----- RECORDS FOR THIS EXERCISE -----

//! Statistics display model

use serde::Serialize;
use tabled::Tabled;

use crate::client::models::StatPoint;
use crate::output::formatters::progress_bar;

/// Width of the per-day bar in stats tables
const STAT_BAR_WIDTH: usize = 10;

/// One day of a stats period for table/JSON output.
#[derive(Debug, Clone, Tabled, Serialize)]
pub struct StatDisplay {
    #[tabled(rename = "DATE")]
    pub date: String,

    #[tabled(rename = "AMOUNT")]
    pub amount: u32,

    #[tabled(rename = "")]
    #[serde(skip)]
    pub bar: String,
}

impl StatDisplay {
    /// Row for `point`, with the bar scaled against `goal_amount`
    pub fn new(point: &StatPoint, goal_amount: u32) -> Self {
        Self {
            date: point.date.format("%a %m/%d").to_string(),
            amount: point.amount,
            bar: progress_bar(point.amount, goal_amount, STAT_BAR_WIDTH),
        }
    }
}

#[cfg(test)]
mod tests {
    use super::*;
    use chrono::NaiveDate;

    #[test]
    fn test_stat_display() {
        let point = StatPoint {
            date: NaiveDate::from_ymd_opt(2025, 6, 4).unwrap(),
            amount: 4,
        };

        let display = StatDisplay::new(&point, 8);
        assert_eq!(display.date, "Wed 06/04");
        assert_eq!(display.bar.chars().filter(|c| *c == '█').count(), 5);
    }
}
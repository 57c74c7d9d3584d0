//! Daily goal models

use chrono::{DateTime, Utc};
use serde::{Deserialize, Serialize};

use super::timestamp;

/// Goal used when the user has never set one
pub const DEFAULT_GOAL_AMOUNT: u32 = 8;

/// Largest daily goal accepted
pub const MAX_GOAL_AMOUNT: u32 = 100;

/// Daily water intake goal
#[derive(Debug, Clone, PartialEq, Eq, Serialize, Deserialize)]
pub struct Goal {
    /// Target units per day
    pub goal_amount: u32,
    pub id: String,
    pub user_id: String,

    #[serde(with = "timestamp")]
    pub updated_at: DateTime<Utc>,
}

/// Payload for setting the goal
#[derive(Debug, Clone, Serialize, Deserialize)]
pub struct GoalUpdate {
    pub goal_amount: u32,
}
//! Common CLI types shared across commands

/// Output format options
#[derive(Debug, Clone, Copy, Default, PartialEq, Eq, clap::ValueEnum)]
pub enum OutputFormat {
    /// Pretty format - human-optimized rich formatting (global default)
    #[default]
    Pretty,
    /// Table format - machine-parseable, one row per entry
    Table,
    /// JSON format - structured for scripts/APIs
    Json,
}

impl OutputFormat {
    /// Parse a stored preference, ignoring unknown values
    pub fn from_preference(value: &str) -> Option<Self> {
        match value.to_ascii_lowercase().as_str() {
            "pretty" => Some(Self::Pretty),
            "table" => Some(Self::Table),
            "json" => Some(Self::Json),
            _ => None,
        }
    }

    /// Whether spinners and colour decorations should be shown
    pub fn is_human(&self) -> bool {
        !matches!(self, Self::Json)
    }
}
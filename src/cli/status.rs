//! Status command implementation

use chrono::Utc;
use colored::Colorize;

use crate::cli::args::GlobalOptions;
use crate::cli::context::api_host;
use crate::config::Config;
use crate::error::Result;
use crate::mirror::{LocalMirror, MirrorStorage};

/// Run the status command to display session and storage status
pub fn run(opts: &GlobalOptions) -> Result<()> {
    println!("{}\n", "Hydrate Status".bold());

    let config_path = Config::resolve_path(opts.config_ref())?;
    let config = match Config::load_at(opts.config_ref()) {
        Ok(config) => {
            println!("Config file: {}", config_path.display().to_string().cyan());
            config
        }
        Err(_) => {
            println!("{} Configuration not found", "○".dimmed());
            println!("  → Run '{}' to sign in", "hydrate login".cyan());
            Config::default()
        }
    };
    println!();

    let now = Utc::now();
    match &config.token {
        Some(token) if config.has_session(now) => match token.expires_at() {
            Some(expires) => {
                let remaining = expires.signed_duration_since(now);
                println!(
                    "{} Signed in (expires in {}h {}m)",
                    "✓".green(),
                    remaining.num_hours(),
                    remaining.num_minutes() % 60
                );
            }
            None => println!("{} Signed in", "✓".green()),
        },
        Some(_) => {
            println!("{} Session expired", "⚠".yellow());
            println!("  → Run '{}' to sign in again", "hydrate login".cyan());
        }
        None => println!("{} Not signed in (using local storage)", "○".dimmed()),
    }

    if let Some(user) = &config.user {
        println!("{} Account: {}", "✓".green(), user.email);
    }

    if opts.offline {
        println!("{} Offline mode forced by --offline", "○".dimmed());
    }

    let host = api_host(opts, &config);
    if host != crate::client::DEFAULT_API_HOST {
        println!("{} Custom API host: {}", "○".dimmed(), host.cyan());
    }

    let reminders = config.reminders.for_user(config.user.as_ref());
    if reminders.enabled {
        println!(
            "{} Reminders every {} min between {}:00 and {}:00",
            "✓".green(),
            reminders.frequency_minutes,
            reminders.active_hours_start,
            reminders.active_hours_end
        );
    } else {
        println!("{} Reminders disabled", "○".dimmed());
    }

    match MirrorStorage::data_dir() {
        Ok(dir) => {
            let count = LocalMirror::open().and_then(|mirror| mirror.log_count());
            match count {
                Ok(count) => println!(
                    "{} Local storage: {} ({} logs)",
                    "○".dimmed(),
                    dir.display(),
                    count
                ),
                Err(e) => println!("{} Local storage unavailable: {}", "⚠".yellow(), e),
            }
        }
        Err(e) => println!("{} Local storage unavailable: {}", "⚠".yellow(), e),
    }

    println!();
    Ok(())
}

-----

== EXERCISE BRIEF ==
Extract every line containing the string "with" from the material.

== RESULT ==
    /// Row for `point`, with the bar scaled against `goal_amount`
    #[serde(with = "timestamp")]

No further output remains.